Esta colaboración del director y bailarín Richard Moore (1920-2015) con el bailarín Merce Cunningham (1919- 2009) es una película experimental que muestra la actuación de este último y su compañía en un happening caleidoscópico y sorpendente celebrado en Ghirardelli Square, de San Francisco, en noviembre de 1968, donde exploró la danza filmada como una forma de arte, haciendo que la documentación de sus actuaciones funcionara por sí sola e interesado en las formas en que el cine y el video podían expandir sus propios experimentos. El espacio alrededor de esta plaza fue el primero de una nueva ola de entornos urbanos gentrificados donde los mercados deteriorados o los sitios industriales se transformaron en distritos de ocio, negocio y entretenimiento similares a los centros comerciales más convencionales. 

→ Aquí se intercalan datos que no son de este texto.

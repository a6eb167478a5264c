//! HTTP request handlers.

pub mod bottles;
pub mod brands;
pub mod common;
pub mod distilleries;
pub mod geography;
pub mod health;

pub use bottles::*;
pub use brands::*;
pub use distilleries::*;
pub use geography::*;
pub use health::*;
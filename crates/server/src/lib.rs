//! HTTP API server for the Dramshelf whisky collection.
//!
//! This crate provides the HTTP control plane:
//! - CRUD endpoints for distilleries, bottles, brands and geography
//! - Fuzzy name search backed by the in-memory index
//! - Idempotency replay filtering on all mutating routes

pub mod error;
pub mod handlers;
pub mod idempotency;
pub mod routes;
pub mod state;

pub use error::ApiError;
pub use idempotency::{
    IDEMPOTENCY_KEY_HEADER, MemoryReplayStore, ReplayCache, ReplayStore, ValidationProblem,
};
pub use routes::create_router;
pub use state::AppState;
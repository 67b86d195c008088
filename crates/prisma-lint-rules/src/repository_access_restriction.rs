//! Rule restricting Prisma client access to the repository layer.
//!
//! # Rationale
//!
//! Controllers, facades and domain services go through repositories and
//! query/command services. Direct `prisma.<model>.<op>()` calls elsewhere
//! bypass the soft-delete and naming conventions the other rules enforce.
//!
//! # Configuration
//!
//! - `allowed_files`: globs of files that may use the client
//! - `allowed_classes`: class name suffixes that may use the client
//!   (default: `["Repository", "QueryService", "CommandService"]`)
//! - `allow_in_tests`: skip test files (default: true)

use glob::Pattern;
use prisma_lint_core::ast::Program;
use prisma_lint_core::utils::collect_prisma_calls;
use prisma_lint_core::{
    message_data, Config, FileContext, MessageTemplate, OptionKind, Rule, RuleOption, RuleType,
    Severity, Suggestion, Violation,
};
use tracing::warn;

/// Rule code for repository-access-restriction.
pub const CODE: &str = "PL005";

/// Rule name for repository-access-restriction.
pub const NAME: &str = "repository-access-restriction";

const DEFAULT_ALLOWED_FILES: &[&str] = &[
    "**/*.repository.ts",
    "**/*.repository.js",
    "**/repositories/**",
    "**/*.query.service.ts",
    "**/*.command.service.ts",
    "**/prisma/**",
];

const DEFAULT_ALLOWED_CLASSES: &[&str] = &["Repository", "QueryService", "CommandService"];

const MESSAGES: &[MessageTemplate] = &[MessageTemplate::new(
    "repositoryAccessRestricted",
    "Direct Prisma access `{{target}}()` outside the repository layer",
)];

const OPTIONS: &[RuleOption] = &[
    RuleOption {
        name: "allowed_files",
        kind: OptionKind::StringArray,
        default: "[\"**/*.repository.ts\", \"**/*.repository.js\", \"**/repositories/**\", \"**/*.query.service.ts\", \"**/*.command.service.ts\", \"**/prisma/**\"]",
        description: "Globs of files allowed to call the Prisma client",
    },
    RuleOption {
        name: "allowed_classes",
        kind: OptionKind::StringArray,
        default: "[\"Repository\", \"QueryService\", \"CommandService\"]",
        description: "Class name suffixes allowed to call the Prisma client",
    },
    RuleOption {
        name: "allow_in_tests",
        kind: OptionKind::Bool,
        default: "true",
        description: "Skip test files",
    },
];

/// Forbids Prisma client calls outside repositories and query/command services.
#[derive(Debug, Clone)]
pub struct RepositoryAccessRestriction {
    /// Receiver names treated as Prisma clients.
    pub clients: Vec<String>,
    /// Globs of files that may use the client.
    pub allowed_files: Vec<Pattern>,
    /// Class name suffixes that may use the client.
    pub allowed_classes: Vec<String>,
    /// Skip test files.
    pub allow_in_tests: bool,
    /// Custom severity.
    pub severity: Severity,
}

impl Default for RepositoryAccessRestriction {
    fn default() -> Self {
        Self::new()
    }
}

impl RepositoryAccessRestriction {
    /// Creates a new rule with default settings.
    #[must_use]
    pub fn new() -> Self {
        Self::from_config(&Config::default())
    }

    /// Creates the rule from project conventions and `[rules.repository-access-restriction]`.
    ///
    /// Invalid globs are logged and ignored.
    #[must_use]
    pub fn from_config(config: &Config) -> Self {
        let rule = config.rule(NAME);
        let allowed_files = rule
            .and_then(|r| r.get_str_array("allowed_files"))
            .unwrap_or_else(|| to_strings(DEFAULT_ALLOWED_FILES));
        let allowed_classes = rule
            .and_then(|r| r.get_str_array("allowed_classes"))
            .unwrap_or_else(|| to_strings(DEFAULT_ALLOWED_CLASSES));
        let allow_in_tests = rule.map_or(true, |r| r.get_bool("allow_in_tests", true));

        Self {
            clients: config.conventions.clients.clone(),
            allowed_files: compile_patterns(&allowed_files),
            allowed_classes,
            allow_in_tests,
            severity: Severity::Warning,
        }
    }

    /// Replaces the allowed file globs.
    #[must_use]
    pub fn allowed_files<I, S>(mut self, globs: I) -> Self
    where
        I: IntoIterator<Item = S>,
        S: AsRef<str>,
    {
        let globs: Vec<String> = globs.into_iter().map(|g| g.as_ref().to_string()).collect();
        self.allowed_files = compile_patterns(&globs);
        self
    }

    /// Sets whether to skip test files.
    #[must_use]
    pub fn allow_in_tests(mut self, allow: bool) -> Self {
        self.allow_in_tests = allow;
        self
    }

    /// Sets the severity level.
    #[must_use]
    pub fn severity(mut self, severity: Severity) -> Self {
        self.severity = severity;
        self
    }

    fn is_allowed_file(&self, relative: &str) -> bool {
        self.allowed_files.iter().any(|pattern| {
            pattern.matches(relative)
                || pattern
                    .as_str()
                    .strip_prefix("**/")
                    .and_then(|rest| Pattern::new(rest).ok())
                    .is_some_and(|root_pattern| root_pattern.matches(relative))
        })
    }

    fn is_allowed_class(&self, class: &str) -> bool {
        self.allowed_classes
            .iter()
            .any(|suffix| class.ends_with(suffix.as_str()))
    }
}

fn to_strings(values: &[&str]) -> Vec<String> {
    values.iter().map(|v| (*v).to_string()).collect()
}

fn compile_patterns(globs: &[String]) -> Vec<Pattern> {
    globs
        .iter()
        .filter_map(|glob| match Pattern::new(glob) {
            Ok(pattern) => Some(pattern),
            Err(e) => {
                warn!("Ignoring invalid allowed_files glob {glob:?}: {e}");
                None
            }
        })
        .collect()
}

impl Rule for RepositoryAccessRestriction {
    fn name(&self) -> &'static str {
        NAME
    }

    fn code(&self) -> &'static str {
        CODE
    }

    fn rule_type(&self) -> RuleType {
        RuleType::Suggestion
    }

    fn description(&self) -> &'static str {
        "Restricts Prisma client calls to repositories and query/command services"
    }

    fn default_severity(&self) -> Severity {
        self.severity
    }

    fn messages(&self) -> &'static [MessageTemplate] {
        MESSAGES
    }

    fn options(&self) -> &'static [RuleOption] {
        OPTIONS
    }

    fn check(&self, ctx: &FileContext, program: &Program) -> Vec<Violation> {
        if self.allow_in_tests && ctx.is_test {
            return Vec::new();
        }
        if self.is_allowed_file(&ctx.relative_path_str()) {
            return Vec::new();
        }

        collect_prisma_calls(program, &self.clients)
            .into_iter()
            .filter(|site| !site.class.is_some_and(|class| self.is_allowed_class(class)))
            .map(|site| {
                let call = site.call;
                let target = call.target();
                let data = message_data([
                    ("target", target.as_str()),
                    ("model", call.model_name()),
                    ("operation", call.operation.as_str()),
                ]);
                self.report(ctx, call.span(), "repositoryAccessRestricted", data)
                    .with_suggestion(Suggestion::new(
                        "Move this query into a *Repository, *QueryService or *CommandService",
                    ))
            })
            .collect()
    }
}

Assemblage presenta una danza que se despliega a través de un espacio fracturado en un tiempo fragmentado. A través de efectos especiales, los cuerpos de los bailarines aparecen superpuestos a la arquitectura de la plaza en un collage psicodélico de movimiento, tiempo y espacio; vestidos con trajes de colores pastel, los bailarines se divierten y corren a través de los paseos y lugares del espacio. La actuación de Cunningham -concebida desde el principio como un baile puesto en escena para la cámara de la televisión pública KQED- es amplificada por los efectos especiales de Moore y la banda sonora de Cage, Tudor y Mumma; acompañando los diversos movimientos de los bailarines la banda sonora presenta sonidos grabados en San Francisco y en otros lugares, incluidos insectos, radios de taxi, tormentas eléctricas y artistas callejeros. Recuperada tras la muerte de Cunningham en 2009, Assemblage fue digitalizada y coloreada por el artista y director de cine Charles Atlas, colaborador de Cunningham durante mucho tiempo. 

Cunningham, muy conocido por su colaboración con el artista Robert Rauschenberg para montajes escénicos, solicitó en ocasiones la colaboración de arquitectos como Cedric Price y Aldo van Eyck. De hecho, el trabajo de Merce Cunningham y John Cage -cuyos procesos aleatorios con el tiempo como principal elemento, usando los dados y el I Ching para determinar cómo debería moverse un bailarín o la secuencia de las actuaciones- dialoga de manera muy cercana con los procesos usados por Cedric Price en la Internacional Situacionista (1957-1972), con la New Babylon (1957-1974), de Constant Nieuwenhuys o con el estructuralismo holandés, en concreto con el trabajo de Aldo van Eyck, tanto en el Orfanato Amstelveenseweg de Amsterdam (1955- 60) como en el pabellón 1971 de escultura Sonsbeek Exhibition de Arnhem (1965-66) o con el montaje para la XV Trienal de Milán, 1968 (Il grande numero), buenos ejemplos de espacios de características acústicas en los que el cuerpo se relaciona en cada instante con la sustancia espacial arquitectónica.